Could you print, exactly as they stand, the lines from the one holding "pub mod error;" to the end of the data below, and nothing more?

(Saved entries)
#####
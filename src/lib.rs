//! # spread-client
//!
//! Async Rust client for the Spread group-communication daemon protocol.
//!
//! This crate speaks the daemon's binary wire protocol over TCP: it
//! authenticates with the null credential, joins multicast-style logical
//! groups ("channels"), and exchanges framed messages over the session.
//!
//! ## Architecture
//!
//! - **Protocol layer** ([`protocol`]): 48-byte little-endian header codec,
//!   outbound frame builders, and a streaming demultiplexer that tolerates
//!   arbitrary TCP fragmentation.
//! - **Session core** ([`Session`]): sans-I/O state machine
//!   (init → authenticating → authenticated → listening) with a FIFO queue
//!   for sends issued before the session is ready.
//! - **Client** ([`SpreadClient`]): tokio driver with a consumer event
//!   channel, a post-authentication settle window, and automatic reconnect
//!   with exponential backoff.
//!
//! ## Example
//!
//! ```ignore
//! use spread_client::{SpreadClient, SpreadEvent};
//!
//! #[tokio::main]
//! async fn main() -> Result<(), Box<dyn std::error::Error>> {
//!     let mut client = SpreadClient::builder("svc1", "127.0.0.1", 4803, "chat")
//!         .connect()?;
//!
//!     client.send("hello").await?; // queued until authenticated
//!
//!     while let Some(event) = client.recv().await {
//!         match event {
//!             SpreadEvent::Authenticated { .. } => client.join("chat").await?,
//!             SpreadEvent::Message { channel, text } => {
//!                 println!("[{}] {}", channel, text);
//!             }
//!             _ => {}
//!         }
//!     }
//!     Ok(())
//! }
//! ```

pub mod config;
pub mod error;
pub mod protocol;
pub mod session;

mod client;

pub use client::{ClientBuilder, SpreadClient, SpreadEvent};
pub use config::SpreadConfig;
pub use error::{Result, SpreadError};
pub use session::{Session, SessionState, Step};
#####
» **Solution for this task**
pub mod error;
pub mod protocol;
pub mod session;

mod client;

pub use client::{ClientBuilder, SpreadClient, SpreadEvent};
pub use config::SpreadConfig;
pub use error::{Result, SpreadError};
pub use session::{Session, SessionState, Step};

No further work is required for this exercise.